West Virginia’s top election official is threatening consequences for Big Tech platforms–including one owned by former President Donald Trump–if they aren’t neutral in the 2024 elections.
West Virginia Secretary of State Mac Warner, a Republican, announced Thursday that he sent letters to five online companies asserting that unequal treatment of political candidates would subject them to the state’s campaign finance laws, including disclosure and regulation.
The five companies are Meta, parent company of Facebook; X, the social media platform formerly known as Twitter; Google, the largest online search engine; Rumble, a video posting site; and Trump’s Truth Social.

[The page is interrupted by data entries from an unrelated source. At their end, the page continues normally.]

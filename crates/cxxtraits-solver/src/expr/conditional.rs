//! Typing of the conditional operator `b ? e1 : e2`.
//!
//! Operands of the same type and category produce that glvalue. Otherwise,
//! when a class is involved, each operand is tried as a conversion to match
//! the other; exactly one direction may succeed. What remains is a prvalue:
//! the common type of equal types, the usual arithmetic conversions, or the
//! composite pointer type.

use super::conversion::{ConversionKind, promoted_type};
use super::{Expr, Formed, Inapplicable, InitMode, Sema};
use crate::type_queries::{
    array_parts, builtin_kind, enum_decl, function_shape, is_function, is_void,
    member_pointer_parts, pointee, record_id, split_cv, unqualified,
};
use crate::types::{BuiltinKind, CvQualifiers, TypeData, TypeId, ValueCategory};
use tracing::trace;

/// The unsigned integer type with the same rank as `kind`.
fn unsigned_counterpart(kind: BuiltinKind) -> BuiltinKind {
    match kind {
        BuiltinKind::Int => BuiltinKind::UnsignedInt,
        BuiltinKind::Long => BuiltinKind::UnsignedLong,
        BuiltinKind::LongLong => BuiltinKind::UnsignedLongLong,
        BuiltinKind::Int128 => BuiltinKind::UnsignedInt128,
        other => other,
    }
}

fn floating_rank(kind: BuiltinKind) -> u8 {
    match kind {
        BuiltinKind::Float => 1,
        BuiltinKind::Double => 2,
        BuiltinKind::LongDouble => 3,
        _ => 0,
    }
}

impl<'a> Sema<'a> {
    /// The type and value category of `true ? a : b`.
    pub fn conditional(&self, a: Expr, b: Expr) -> Formed<Expr> {
        let db = self.db;
        let (a_void, b_void) = (is_void(db, a.ty), is_void(db, b.ty));
        if a_void || b_void {
            return if a_void && b_void {
                Ok(Expr::prvalue(TypeId::VOID))
            } else {
                Err(Inapplicable::VoidExpression)
            };
        }

        let same_glvalue = |a: Expr, b: Expr| a.ty == b.ty && a.category == b.category && a.category.is_glvalue();
        if same_glvalue(a, b) {
            return Ok(a);
        }

        let (mut a, mut b) = (a, b);
        let class_involved = record_id(db, a.ty).is_some() || record_id(db, b.ty).is_some();
        let cv_only = a.category == b.category
            && a.category.is_glvalue()
            && unqualified(db, a.ty) == unqualified(db, b.ty);
        if (a.ty != b.ty && class_involved) || cv_only {
            match (
                self.conditional_conversion(a, b, class_involved),
                self.conditional_conversion(b, a, class_involved),
            ) {
                (Some(_), Some(_)) => {
                    trace!(a = a.ty.0, b = b.ty.0, "conditional operands convert both ways");
                    return Err(Inapplicable::Ambiguous);
                }
                (Some(converted), None) => a = converted,
                (None, Some(converted)) => b = converted,
                (None, None) => {}
            }
            if same_glvalue(a, b) {
                return Ok(a);
            }
        }

        self.conditional_prvalue(a, b)
    }

    /// Try converting `from` to match `to`: bind directly to an lvalue or
    /// xvalue of `to`'s type, else convert to `to`'s prvalue type.
    fn conditional_conversion(&self, from: Expr, to: Expr, class_involved: bool) -> Option<Expr> {
        let db = self.db;
        if to.is_lvalue() {
            let target = db.lvalue_reference(to.ty);
            if let Ok(conversion) = self.implicit_conversion(from, target, InitMode::Copy, true) {
                let direct = conversion.binding.is_some_and(|binding| !binding.temporary);
                if direct && (from.is_lvalue() || conversion.kind == ConversionKind::UserDefined) {
                    return Some(Expr::lvalue(to.ty));
                }
            }
        }
        if to.category == ValueCategory::XValue {
            let target = db.rvalue_reference(to.ty);
            if let Ok(conversion) = self.implicit_conversion(from, target, InitMode::Copy, true) {
                if conversion.binding.is_some_and(|binding| !binding.temporary) {
                    return Some(Expr::xvalue(to.ty));
                }
            }
        }
        if to.category != ValueCategory::PRValue && !class_involved {
            return None;
        }

        let (from_class, from_cv) = split_cv(db, from.ty);
        let (to_class, to_cv) = split_cv(db, to.ty);
        let both_class = record_id(db, from_class).is_some() && record_id(db, to_class).is_some();
        let hierarchy = self.hierarchy();
        if both_class
            && (from_class == to_class
                || hierarchy.is_base_of(from_class, to_class)
                || hierarchy.is_base_of(to_class, from_class))
        {
            let derived_or_same = from_class == to_class || hierarchy.is_base_of(to_class, from_class);
            if !derived_or_same || !to_cv.contains(from_cv) {
                return None;
            }
            self.implicit_conversion(from, to.ty, InitMode::Copy, true)
                .ok()
                .map(|_| Expr::prvalue(to.ty))
        } else {
            let target = self.operand_type(to);
            self.implicit_conversion(from, target, InitMode::Copy, true)
                .ok()
                .map(|_| self.prvalue_of(target))
        }
    }

    /// Type of an operand after the lvalue-to-rvalue, array-to-pointer and
    /// function-to-pointer conversions.
    fn operand_type(&self, e: Expr) -> TypeId {
        let db = self.db;
        if let Some((element, _)) = array_parts(db, e.ty) {
            return db.pointer(element);
        }
        if is_function(db, e.ty) {
            return db.pointer(e.ty);
        }
        if record_id(db, e.ty).is_some() {
            return e.ty;
        }
        unqualified(db, e.ty)
    }

    fn conditional_prvalue(&self, a: Expr, b: Expr) -> Formed<Expr> {
        let db = self.db;
        let a_ty = self.operand_type(a);
        let b_ty = self.operand_type(b);
        if a_ty == b_ty {
            return Ok(Expr::prvalue(a_ty));
        }
        if record_id(db, a_ty).is_some() || record_id(db, b_ty).is_some() {
            return Err(Inapplicable::NoConversion);
        }
        if let Some(common) = self.usual_arithmetic_conversions(a_ty, b_ty) {
            return Ok(Expr::prvalue(common));
        }
        self.composite_pointer_type(a_ty, b_ty)
            .map(Expr::prvalue)
            .ok_or(Inapplicable::NoConversion)
    }

    /// The common type of two arithmetic or unscoped enumeration operands.
    pub(crate) fn usual_arithmetic_conversions(&self, a: TypeId, b: TypeId) -> Option<TypeId> {
        let db = self.db;
        let arithmetic = |ty: TypeId| {
            builtin_kind(db, ty).is_some() || enum_decl(db, ty).is_some_and(|decl| !decl.scoped)
        };
        if !arithmetic(a) || !arithmetic(b) {
            return None;
        }

        let a_kind = builtin_kind(db, promoted_type(db, a))?;
        let b_kind = builtin_kind(db, promoted_type(db, b))?;
        if a_kind.is_floating_point() || b_kind.is_floating_point() {
            let wider = if floating_rank(a_kind) >= floating_rank(b_kind) {
                a_kind
            } else {
                b_kind
            };
            return Some(wider.type_id());
        }
        if a_kind == b_kind {
            return Some(a_kind.type_id());
        }

        let target = db.target();
        let (a_signed, b_signed) = (a_kind.is_signed(target), b_kind.is_signed(target));
        let (a_rank, b_rank) = (a_kind.integer_rank(target), b_kind.integer_rank(target));
        let common = if a_signed == b_signed {
            if a_rank >= b_rank { a_kind } else { b_kind }
        } else {
            let (signed, unsigned) = if a_signed { (a_kind, b_kind) } else { (b_kind, a_kind) };
            if unsigned.integer_rank(target) >= signed.integer_rank(target) {
                unsigned
            } else if unsigned.fits_in(signed, target) {
                signed
            } else {
                unsigned_counterpart(signed)
            }
        };
        Some(common.type_id())
    }

    /// The composite pointer type of two pointer, member pointer or
    /// `nullptr_t` operands.
    pub(crate) fn composite_pointer_type(&self, a: TypeId, b: TypeId) -> Option<TypeId> {
        let db = self.db;
        let a_data = db.lookup(a)?;
        let b_data = db.lookup(b)?;
        match (&a_data, &b_data) {
            (TypeData::NullPtr, TypeData::Pointer(_) | TypeData::MemberPointer { .. }) => {
                return Some(b);
            }
            (TypeData::Pointer(_) | TypeData::MemberPointer { .. }, TypeData::NullPtr) => {
                return Some(a);
            }
            _ => {}
        }

        if let (Some(a_pointee), Some(b_pointee)) = (pointee(db, a), pointee(db, b)) {
            let (a_inner, a_cv) = split_cv(db, a_pointee);
            let (b_inner, b_cv) = split_cv(db, b_pointee);
            let cv = a_cv | b_cv;
            if is_void(db, a_inner) && !is_function(db, b_inner) {
                return Some(db.pointer(db.qualified(TypeId::VOID, cv)));
            }
            if is_void(db, b_inner) && !is_function(db, a_inner) {
                return Some(db.pointer(db.qualified(TypeId::VOID, cv)));
            }
            if a_inner != b_inner && record_id(db, a_inner).is_some() && record_id(db, b_inner).is_some() {
                let hierarchy = self.hierarchy();
                if hierarchy.is_base_of(a_inner, b_inner) {
                    return Some(db.pointer(db.qualified(a_inner, cv)));
                }
                if hierarchy.is_base_of(b_inner, a_inner) {
                    return Some(db.pointer(db.qualified(b_inner, cv)));
                }
                return None;
            }
            if let Some(plain) = self.common_function_type(a_inner, b_inner) {
                return Some(db.pointer(plain));
            }
            return self.cv_combine(a_pointee, b_pointee).map(|(ty, _)| db.pointer(ty));
        }

        if let (Some((a_class, a_member)), Some((b_class, b_member))) =
            (member_pointer_parts(db, a), member_pointer_parts(db, b))
        {
            // The composite names a member of the more derived class.
            let class = if a_class == b_class || self.hierarchy().is_base_of(b_class, a_class) {
                a_class
            } else if self.hierarchy().is_base_of(a_class, b_class) {
                b_class
            } else {
                return None;
            };
            if let Some(plain) = self.common_function_type(a_member, b_member) {
                return Some(db.member_pointer(class, plain));
            }
            let (member, _) = self.cv_combine(a_member, b_member)?;
            return Some(db.member_pointer(class, member));
        }
        None
    }

    /// For a `noexcept` function type and the same type without
    /// `noexcept`, the latter.
    fn common_function_type(&self, a: TypeId, b: TypeId) -> Option<TypeId> {
        let a_shape = function_shape(self.db, a)?;
        let b_shape = function_shape(self.db, b)?;
        let mut a_plain = (*a_shape).clone();
        let mut b_plain = (*b_shape).clone();
        a_plain.noexcept = false;
        b_plain.noexcept = false;
        if a_plain != b_plain {
            return None;
        }
        if !a_shape.noexcept { Some(a) } else { Some(b) }
    }

    /// The cv-combined type of two similar types: the union of the
    /// qualifiers at every level, with `const` added at every level above
    /// one that changed. Returns the type and whether any level changed.
    fn cv_combine(&self, a: TypeId, b: TypeId) -> Option<(TypeId, bool)> {
        let db = self.db;
        let (a_inner, a_cv) = split_cv(db, a);
        let (b_inner, b_cv) = split_cv(db, b);
        let (inner, inner_changed) = if a_inner == b_inner {
            (a_inner, false)
        } else if let (Some(x), Some(y)) = (pointee(db, a_inner), pointee(db, b_inner)) {
            let (combined, changed) = self.cv_combine(x, y)?;
            (db.pointer(combined), changed)
        } else if let (Some((x_class, x)), Some((y_class, y))) = (
            member_pointer_parts(db, a_inner),
            member_pointer_parts(db, b_inner),
        ) {
            if x_class != y_class {
                return None;
            }
            let (combined, changed) = self.cv_combine(x, y)?;
            (db.member_pointer(x_class, combined), changed)
        } else {
            return None;
        };
        let mut cv = a_cv | b_cv;
        if inner_changed {
            cv |= CvQualifiers::CONST;
        }
        let changed = inner_changed || cv != a_cv || cv != b_cv;
        Some((db.qualified(inner, cv), changed))
    }
}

Facebook and Google lean left; Rumble and Truth Social lean conservative. Entrepreneur Elon Musk, who bought and renamed Twitter, has said he would move X toward the middle.

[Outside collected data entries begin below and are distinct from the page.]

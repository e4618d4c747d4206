use super::*;
use crate::TypeInterner;
use crate::capabilities::Capabilities;
use crate::def::FunctionDecl;
use crate::types::{Access, CvQualifiers, FunctionShape};

struct Fixture {
    db: TypeInterner,
    base: TypeId,
    derived: TypeId,
    hidden: TypeId,
    meters: TypeId,
    grams: TypeId,
    handle: TypeId,
    celsius: TypeId,
}

fn fixture() -> Fixture {
    let db = TypeInterner::new();
    let base = db.struct_("Base").field("x", TypeId::INT).finish().expect("Base is well-formed");
    let derived = db.struct_("Derived").base(base).finish().expect("Derived is well-formed");
    let hidden = db
        .struct_("Hidden")
        .base_with(base, Access::Private, false)
        .finish()
        .expect("Hidden is well-formed");
    let meters = db
        .struct_("Meters")
        .constructor(FunctionDecl::new(vec![TypeId::DOUBLE]))
        .finish()
        .expect("Meters is well-formed");
    let grams = db
        .struct_("Grams")
        .constructor(FunctionDecl::new(vec![TypeId::DOUBLE]).noexcept())
        .finish()
        .expect("Grams is well-formed");
    let handle = db
        .struct_("Handle")
        .constructor(FunctionDecl::new(vec![TypeId::INT]).explicit())
        .finish()
        .expect("Handle is well-formed");
    let celsius = db
        .struct_("Celsius")
        .conversion(FunctionDecl::new(vec![]).returning(TypeId::DOUBLE).with_cv(CvQualifiers::CONST))
        .finish()
        .expect("Celsius is well-formed");
    Fixture {
        db,
        base,
        derived,
        hidden,
        meters,
        grams,
        handle,
        celsius,
    }
}

fn solvers(db: &TypeInterner) -> [TraitSolver<'_>; 2] {
    [
        TraitSolver::new(db),
        TraitSolver::with_capabilities(db, Capabilities::none().with_features(Features::all())),
    ]
}

#[test]
fn test_fundamental_conversions() {
    let f = fixture();
    let db = &f.db;
    let int_ref = db.lvalue_reference(TypeId::INT);
    let const_int_ref = db.lvalue_reference(db.qualified(TypeId::INT, CvQualifiers::CONST));
    for solver in solvers(db) {
        assert!(solver.is_convertible(TypeId::INT, TypeId::LONG));
        assert!(solver.is_convertible(TypeId::DOUBLE, TypeId::BOOL));
        assert!(solver.is_convertible(int_ref, int_ref));
        assert!(solver.is_convertible(TypeId::INT, const_int_ref));
        assert!(solver.is_convertible(TypeId::NULLPTR, db.pointer(TypeId::CHAR)));
        assert!(!solver.is_convertible(TypeId::INT, int_ref));
        assert!(!solver.is_convertible(db.pointer(TypeId::INT), TypeId::INT));
        assert!(!solver.is_convertible(
            db.pointer(db.qualified(TypeId::INT, CvQualifiers::CONST)),
            db.pointer(TypeId::INT)
        ));
    }
}

#[test]
fn test_degenerate_endpoints() {
    let f = fixture();
    let db = &f.db;
    let array = db.array(TypeId::INT, Some(3));
    let function = db.function(FunctionShape::new(TypeId::INT, vec![TypeId::INT]));
    for solver in solvers(db) {
        assert!(solver.is_convertible(TypeId::VOID, TypeId::VOID));
        assert!(solver.is_convertible(TypeId::VOID, db.qualified(TypeId::VOID, CvQualifiers::CONST)));
        assert!(!solver.is_convertible(TypeId::VOID, TypeId::INT));
        assert!(!solver.is_convertible(TypeId::INT, TypeId::VOID));

        // Arrays and functions decay as sources but are never targets.
        assert!(solver.is_convertible(array, db.pointer(TypeId::INT)));
        assert!(solver.is_convertible(function, db.pointer(function)));
        assert!(!solver.is_convertible(TypeId::INT, array));
        assert!(!solver.is_convertible(array, array));
        assert!(!solver.is_convertible(function, function));
        assert!(solver.is_convertible(function, db.lvalue_reference(function)));
    }
}

#[test]
fn test_class_conversions() {
    let f = fixture();
    let db = &f.db;
    let base_ptr = db.pointer(f.base);
    let derived_ptr = db.pointer(f.derived);
    for solver in solvers(db) {
        assert!(solver.is_convertible(derived_ptr, base_ptr));
        assert!(solver.is_convertible(derived_ptr, db.pointer(TypeId::VOID)));
        assert!(!solver.is_convertible(base_ptr, derived_ptr));
        assert!(!solver.is_convertible(db.pointer(f.hidden), base_ptr));

        assert!(solver.is_convertible(f.derived, f.base));
        assert!(solver.is_convertible(db.lvalue_reference(f.derived), db.lvalue_reference(f.base)));
        assert!(!solver.is_convertible(f.base, f.derived));
        assert!(!solver.is_convertible(f.hidden, f.base));

        assert!(solver.is_convertible(TypeId::DOUBLE, f.meters));
        assert!(solver.is_convertible(TypeId::INT, f.meters));
        assert!(!solver.is_convertible(f.meters, TypeId::DOUBLE));
        assert!(solver.is_convertible(f.celsius, TypeId::DOUBLE));
        assert!(solver.is_convertible(f.celsius, TypeId::INT));

        // Explicit constructors only take part in direct-initialization.
        assert!(!solver.is_convertible(TypeId::INT, f.handle));
        assert!(solver.is_constructible(f.handle, &[TypeId::INT]));
    }
}

#[test]
fn test_nothrow_convertible() {
    let f = fixture();
    let db = &f.db;
    for solver in solvers(db) {
        assert!(solver.is_nothrow_convertible(TypeId::INT, TypeId::LONG));
        assert!(solver.is_nothrow_convertible(TypeId::VOID, TypeId::VOID));
        assert!(solver.is_nothrow_convertible(f.derived, f.base));
        assert!(solver.is_nothrow_convertible(TypeId::DOUBLE, f.grams));
        assert!(!solver.is_nothrow_convertible(TypeId::DOUBLE, f.meters));
        assert!(!solver.is_nothrow_convertible(f.celsius, TypeId::DOUBLE));
        assert!(!solver.is_nothrow_convertible(TypeId::INT, TypeId::VOID));
    }
}

#[test]
fn test_nothrow_convertible_without_noexcept() {
    let f = fixture();
    let db = &f.db;
    let solver = TraitSolver::with_capabilities(db, Capabilities::none());
    assert!(solver.is_nothrow_convertible(TypeId::INT, TypeId::LONG));
    assert!(solver.is_nothrow_convertible(
        TypeId::INT,
        db.lvalue_reference(db.qualified(TypeId::INT, CvQualifiers::CONST))
    ));
    assert!(solver.is_nothrow_convertible(TypeId::VOID, TypeId::VOID));
    assert!(solver.is_convertible(TypeId::DOUBLE, f.grams));
    assert!(!solver.is_nothrow_convertible(TypeId::DOUBLE, f.grams));
}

“When it comes to elections, online platforms have a responsibility to ensure equal treatment and fairness to all users,” Warner says in the letter to the five. “Online platforms must be neutral, or they should disclose their activities that have no reasonable interpretation other than [to] sway users’ perceptions about elections and candidates.”

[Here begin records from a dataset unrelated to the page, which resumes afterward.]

//! Assignment, destruction, dereference, calls, member pointer access and
//! `swap`.

use super::overload::{Candidate, FunctionRef, MemberSet, record_candidates};
use super::{Effects, Expr, Formed, Inapplicable, InitMode, Sema};
use crate::def::{FunctionDecl, RecordDecl};
use crate::type_queries::{
    array_parts, class_record, complete_record, cv_of, function_shape, is_function, is_reference,
    is_void, member_pointer_parts, pointee, record_id, unqualified,
};
use crate::types::{Access, CvQualifiers, FunctionShape, RecordId, RefQualifier, TypeId};
use rustc_hash::FxHashSet;
use std::sync::Arc;
use tracing::trace;

/// Owner of functions that are not members of a modeled record.
const LIBRARY: RecordId = RecordId(0);

/// A free function with the signature of `shape`.
fn free_function(shape: &FunctionShape) -> FunctionDecl {
    let mut func = FunctionDecl::new(shape.params.clone()).returning(shape.ret);
    func.variadic = shape.variadic;
    func.noexcept = shape.noexcept;
    func
}

fn library_candidate(func: &FunctionDecl, is_template: bool) -> Candidate<'_> {
    Candidate {
        id: FunctionRef {
            record: LIBRARY,
            set: MemberSet::Library,
            index: 0,
        },
        func,
        object: None,
        is_template,
        result: None,
    }
}

impl<'a> Sema<'a> {
    /// `lhs = rhs`.
    pub fn assign(&self, lhs: Expr, rhs: Expr) -> Formed<Effects> {
        let db = self.db;
        if is_void(db, lhs.ty) || is_void(db, rhs.ty) {
            return Err(Inapplicable::VoidExpression);
        }
        if record_id(db, lhs.ty).is_some() {
            let class = unqualified(db, lhs.ty);
            let decl = complete_record(db, class).ok_or(Inapplicable::IncompleteType)?;
            let candidates =
                record_candidates(&decl, MemberSet::Assignment, InitMode::Copy, Some(class));
            return self
                .resolve(&candidates, Some(lhs), &[rhs], true)
                .map(|selection| selection.effects);
        }
        if !lhs.is_lvalue()
            || cv_of(db, lhs.ty).contains(CvQualifiers::CONST)
            || array_parts(db, lhs.ty).is_some()
            || is_function(db, lhs.ty)
        {
            return Err(Inapplicable::NotModifiable);
        }
        self.implicit_conversion(rhs, unqualified(db, lhs.ty), InitMode::Copy, true)
            .map(|conversion| conversion.effects)
    }

    /// `declval<T&>().~T()` for object types; a pseudo-destructor call for
    /// scalars; element-wise for bounded arrays.
    pub fn destroy(&self, ty: TypeId) -> Formed<Effects> {
        let db = self.db;
        if is_reference(db, ty) {
            return Ok(Effects::NONE);
        }
        if is_void(db, ty) || is_function(db, ty) {
            return Err(Inapplicable::NotAnObject);
        }
        if let Some((element, bound)) = array_parts(db, ty) {
            return match bound {
                Some(_) => self.destroy(element),
                None => Err(Inapplicable::NotAnObject),
            };
        }
        if record_id(db, ty).is_none() {
            return Ok(Effects::NONE);
        }
        let decl = complete_record(db, ty).ok_or(Inapplicable::IncompleteType)?;
        let Some(destructor) = &decl.destructor else {
            return Err(Inapplicable::Deleted);
        };
        if destructor.deleted {
            return Err(Inapplicable::Deleted);
        }
        if destructor.access != Access::Public {
            return Err(Inapplicable::Inaccessible);
        }
        Ok(Effects::of_call(destructor.noexcept, destructor.trivial))
    }

    /// `*e`: the builtin indirection of a pointer, or an overloaded
    /// `operator*` of a class.
    pub fn deref(&self, e: Expr) -> Formed<(Expr, Effects)> {
        let db = self.db;
        if let Some(target) = pointee(db, e.ty) {
            if is_void(db, target) {
                return Err(Inapplicable::VoidExpression);
            }
            return Ok((Expr::lvalue(target), Effects::NONE));
        }
        let decl = class_record(db, e.ty).ok_or(Inapplicable::NotCallable)?;
        let class = unqualified(db, e.ty);
        let candidates = record_candidates(&decl, MemberSet::Deref, InitMode::Copy, Some(class));
        let selection = self.resolve(&candidates, Some(e), &[], true)?;
        Ok((self.call_result(selection.func.ret), selection.effects))
    }

    /// `f(args...)` where `f` is a function, a pointer to function or a class
    /// object with call operators.
    pub fn call(&self, callee: Expr, args: &[Expr]) -> Formed<(Expr, Effects)> {
        let db = self.db;
        let function_ty = if is_function(db, callee.ty) {
            Some(callee.ty)
        } else {
            pointee(db, callee.ty).filter(|target| is_function(db, *target))
        };
        if let Some(function_ty) = function_ty {
            let shape = function_shape(db, function_ty).ok_or(Inapplicable::NotCallable)?;
            if shape.is_abominable() {
                return Err(Inapplicable::NotCallable);
            }
            return self.call_signature(&shape, args);
        }

        let decl = class_record(db, callee.ty).ok_or(Inapplicable::NotCallable)?;
        let class = unqualified(db, callee.ty);
        let candidates = record_candidates(&decl, MemberSet::Call, InitMode::Copy, Some(class));
        if candidates.is_empty() {
            return Err(Inapplicable::NotCallable);
        }
        let selection = self.resolve(&candidates, Some(callee), args, true)?;
        Ok((self.call_result(selection.func.ret), selection.effects))
    }

    fn call_signature(&self, shape: &FunctionShape, args: &[Expr]) -> Formed<(Expr, Effects)> {
        let func = free_function(shape);
        let candidates = [library_candidate(&func, false)];
        let selection = self.resolve(&candidates, None, args, true)?;
        Ok((self.call_result(shape.ret), selection.effects))
    }

    /// `(object.*pmf)(args...)` for a pointer to member function of type
    /// `member`.
    pub fn member_call(
        &self,
        object: Expr,
        member: TypeId,
        args: &[Expr],
    ) -> Formed<(Expr, Effects)> {
        let db = self.db;
        let (class, target) =
            member_pointer_parts(db, member).ok_or(Inapplicable::NotCallable)?;
        let shape = function_shape(db, target).ok_or(Inapplicable::NotCallable)?;
        self.check_receiver(object, class)?;

        let object_cv = cv_of(db, object.ty);
        if !shape.cv.contains(object_cv) {
            return Err(Inapplicable::DropsQualifiers);
        }
        match shape.ref_qualifier {
            RefQualifier::None => {}
            RefQualifier::LValue => {
                if object.is_rvalue() && shape.cv != CvQualifiers::CONST {
                    return Err(Inapplicable::InvalidReceiver);
                }
            }
            RefQualifier::RValue => {
                if object.is_lvalue() {
                    return Err(Inapplicable::InvalidReceiver);
                }
            }
        }
        self.call_signature(&shape, args)
    }

    /// `object.*pm` for a pointer to data member of type `member`.
    ///
    /// The result carries the object's cv-qualification; it is an lvalue
    /// for an lvalue object and an xvalue otherwise.
    pub fn member_access(&self, object: Expr, member: TypeId) -> Formed<Expr> {
        let db = self.db;
        let (class, target) =
            member_pointer_parts(db, member).ok_or(Inapplicable::NotAnObject)?;
        if is_function(db, target) {
            return Err(Inapplicable::NotAnObject);
        }
        self.check_receiver(object, class)?;
        let ty = db.qualified(target, cv_of(db, object.ty));
        Ok(if object.is_lvalue() {
            Expr::lvalue(ty)
        } else {
            Expr::xvalue(ty)
        })
    }

    /// The object of a `.*` expression must be of the member pointer's
    /// class or of a class unambiguously derived from it.
    fn check_receiver(&self, object: Expr, class: TypeId) -> Formed<()> {
        let object_class = unqualified(self.db, object.ty);
        if object_class == class {
            return Ok(());
        }
        if self
            .hierarchy()
            .base_conversion(object_class, class)
            .is_ok()
        {
            Ok(())
        } else {
            Err(Inapplicable::InvalidReceiver)
        }
    }

    /// `dynamic_cast<const volatile void*>(declval<T*>())`: well-formed only
    /// for complete polymorphic classes.
    pub fn dynamic_cast_to_cv_void_ptr(&self, ty: TypeId) -> Formed<Effects> {
        match class_record(self.db, ty) {
            Some(decl) if decl.facts.polymorphic => Ok(Effects::NONE),
            Some(_) => Err(Inapplicable::NoConversion),
            None => Err(Inapplicable::IncompleteType),
        }
    }

    /// `using std::swap; swap(a, b);`
    ///
    /// Candidates are the `swap` overloads found by argument-dependent lookup
    /// in the classes of both arguments and their bases, plus the
    /// `std::swap` templates: for two lvalues of the same move-constructible
    /// and move-assignable type, or element-wise for two arrays of the same
    /// type.
    pub fn swap(&self, a: Expr, b: Expr) -> Formed<Effects> {
        let owners = self.swap_owners(&[a, b]);
        let mut candidates: Vec<Candidate<'_>> = owners
            .iter()
            .flat_map(|decl| record_candidates(decl, MemberSet::Swap, InitMode::Copy, None))
            .collect();

        let library = self.std_swap(a, b);
        if let Some(func) = &library {
            candidates.push(library_candidate(func, true));
        }
        if candidates.is_empty() {
            return Err(Inapplicable::NoViableFunction);
        }
        let selection = self.resolve(&candidates, None, &[a, b], true)?;
        trace!(set = ?selection.id.set, nothrow = selection.effects.nothrow, "swap");
        Ok(selection.effects)
    }

    fn swap_owners(&self, args: &[Expr]) -> Vec<Arc<RecordDecl>> {
        let mut seen = FxHashSet::default();
        let mut owners = Vec::new();
        for arg in args {
            let class = unqualified(self.db, arg.ty);
            let Some(decl) = complete_record(self.db, class) else {
                continue;
            };
            let bases = self.hierarchy().all_bases(class);
            for (ty, decl) in std::iter::once((class, Some(decl))).chain(
                bases
                    .into_iter()
                    .map(|base| (base, complete_record(self.db, base))),
            ) {
                if let Some(decl) = decl {
                    if seen.insert(ty) {
                        owners.push(decl);
                    }
                }
            }
        }
        owners
    }

    /// The `std::swap` specialization deduced for `a` and `b`, if its
    /// constraints are satisfied. Its exception specification is computed
    /// from the move operations it performs.
    fn std_swap(&self, a: Expr, b: Expr) -> Option<FunctionDecl> {
        let db = self.db;
        if !a.is_lvalue() || !b.is_lvalue() || a.ty != b.ty {
            return None;
        }
        let ty = a.ty;
        let effects = if let Some((element, Some(_))) = array_parts(db, ty) {
            self.swap(Expr::lvalue(element), Expr::lvalue(element)).ok()?
        } else if array_parts(db, ty).is_some() || is_function(db, ty) {
            return None;
        } else {
            let constructed = self.direct_initialize(ty, &[Expr::xvalue(ty)]).ok()?;
            let destroyed = self.destroy(ty).ok()?;
            let assigned = self.assign(Expr::lvalue(ty), Expr::xvalue(ty)).ok()?;
            constructed.and(destroyed).and(assigned)
        };
        let reference = db.lvalue_reference(ty);
        let mut func = FunctionDecl::new(vec![reference, reference]);
        func.noexcept = effects.nothrow;
        Some(func)
    }
}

Election meddling by Big Tech companies was a significant factor in the 2020 presidential election, when platforms such as Facebook and Twitter suppressed the New York Post’s coverage of the contents of Hunter Biden’s abandoned laptop. The Post’s coverage included information from the laptop suggesting that then-presidential candidate Joe Biden was involved in overseas business deals with his son Hunter Biden.
Notably, Facebook founder and CEO Mark Zuckerberg—who received one of the West Virginia official’s letters—contributed about $400 million for localities’ election administration in 2020. Those donations, Republicans say, ended up driving up the Democrat vote in battleground states.
In 2022, Musk purchasedTwitter and vowed to make it more open to free speech. He later renamed it X.
Trump’s social media platform, Truth Social, started in late 2021.